Exercise brief: Below are some lines of data. Return all of them as they are.

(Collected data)

● ● ● ●

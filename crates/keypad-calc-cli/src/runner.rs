//! Script runner for the `run` command

use crate::config::CliConfig;
use crate::error::CliResult;
use crate::output::{FrameMode, FramePrinter};
use keypad_calc::driver::Session;
use keypad_calc::engine::Display;
use std::io::{BufRead, Write};
use tracing::{debug, info};

/// Where script tokens come from
#[derive(Debug)]
pub enum ScriptSource<R: BufRead> {
    /// Tokens given on the command line
    Args(Vec<String>),
    /// Whitespace-separated tokens, read line by line
    Lines(R),
}

/// Feeds a script through a session and prints the display
#[derive(Debug)]
pub struct ScriptRunner {
    config: CliConfig,
    mode: FrameMode,
}

impl ScriptRunner {
    /// Create a runner that prints only the final display
    #[must_use]
    pub fn new(config: CliConfig) -> Self {
        Self {
            config,
            mode: FrameMode::Last,
        }
    }

    /// Print every frame instead of only the last
    #[must_use]
    pub const fn with_trace_frames(mut self, trace: bool) -> Self {
        self.mode = if trace {
            FrameMode::Every
        } else {
            FrameMode::Last
        };
        self
    }

    /// Runs the script, writing frames to `out`, and returns the final display.
    ///
    /// Stops at the first unknown token; frames printed so far stay printed.
    pub fn run<R: BufRead, W: Write>(
        &self,
        source: ScriptSource<R>,
        out: W,
    ) -> CliResult<Display> {
        let printer = FramePrinter::new(out, self.config.format, self.mode, self.config.use_color());
        let mut session = Session::new(printer);

        let fed: CliResult<()> = match source {
            ScriptSource::Args(tokens) => tokens
                .iter()
                .try_for_each(|token| session.feed_token(token).map_err(Into::into)),
            ScriptSource::Lines(reader) => Self::feed_lines(&mut session, reader),
        };

        let display = session.display();
        let engine = session.engine();
        info!(
            memory = engine.memory(),
            last_result = ?engine.last_result(),
            power_pending = engine.is_power_pending(),
            "script finished"
        );
        // Flush what was shown even when the script stopped early
        session.into_sink().finish()?;
        fed?;
        Ok(display)
    }

    fn feed_lines<R: BufRead, W: Write>(
        session: &mut Session<FramePrinter<W>>,
        reader: R,
    ) -> CliResult<()> {
        for (number, line) in reader.lines().enumerate() {
            let line = line?;
            debug!(line = number + 1, %line, "feeding script line");
            session.feed_script(&line)?;
        }
        Ok(())
    }
}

● ● ● ●

Exercise answer:
filename crates/keypad-calc-cli/src/runner.rs
//! Script runner for the `run` command

use crate::config::CliConfig;
use crate::error::CliResult;
use crate::output::{FrameMode, FramePrinter};
use keypad_calc::driver::Session;
use keypad_calc::engine::Display;
use std::io::{BufRead, Write};
use tracing::{debug, info};

/// Where script tokens come from
#[derive(Debug)]
pub enum ScriptSource<R: BufRead> {
    /// Tokens given on the command line
    Args(Vec<String>),
    /// Whitespace-separated tokens, read line by line
    Lines(R),
}

/// Feeds a script through a session and prints the display
#[derive(Debug)]
pub struct ScriptRunner {
    config: CliConfig,
    mode: FrameMode,
}

impl ScriptRunner {
    /// Create a runner that prints only the final display
    #[must_use]
    pub fn new(config: CliConfig) -> Self {
        Self {
            config,
            mode: FrameMode::Last,
        }
    }

    /// Print every frame instead of only the last
    #[must_use]
    pub const fn with_trace_frames(mut self, trace: bool) -> Self {
        self.mode = if trace {
            FrameMode::Every
        } else {
            FrameMode::Last
        };
        self
    }

    /// Runs the script, writing frames to `out`, and returns the final display.
    ///
    /// Stops at the first unknown token; frames printed so far stay printed.
    pub fn run<R: BufRead, W: Write>(
        &self,
        source: ScriptSource<R>,
        out: W,
    ) -> CliResult<Display> {
        let printer = FramePrinter::new(out, self.config.format, self.mode, self.config.use_color());
        let mut session = Session::new(printer);

        let fed: CliResult<()> = match source {
            ScriptSource::Args(tokens) => tokens
                .iter()
                .try_for_each(|token| session.feed_token(token).map_err(Into::into)),
            ScriptSource::Lines(reader) => Self::feed_lines(&mut session, reader),
        };

        let display = session.display();
        let engine = session.engine();
        info!(
            memory = engine.memory(),
            last_result = ?engine.last_result(),
            power_pending = engine.is_power_pending(),
            "script finished"
        );
        // Flush what was shown even when the script stopped early
        session.into_sink().finish()?;
        fed?;
        Ok(display)
    }

    fn feed_lines<R: BufRead, W: Write>(
        session: &mut Session<FramePrinter<W>>,
        reader: R,
    ) -> CliResult<()> {
        for (number, line) in reader.lines().enumerate() {
            let line = line?;
            debug!(line = number + 1, %line, "feeding script line");
            session.feed_script(&line)?;
        }
        Ok(())
    }
}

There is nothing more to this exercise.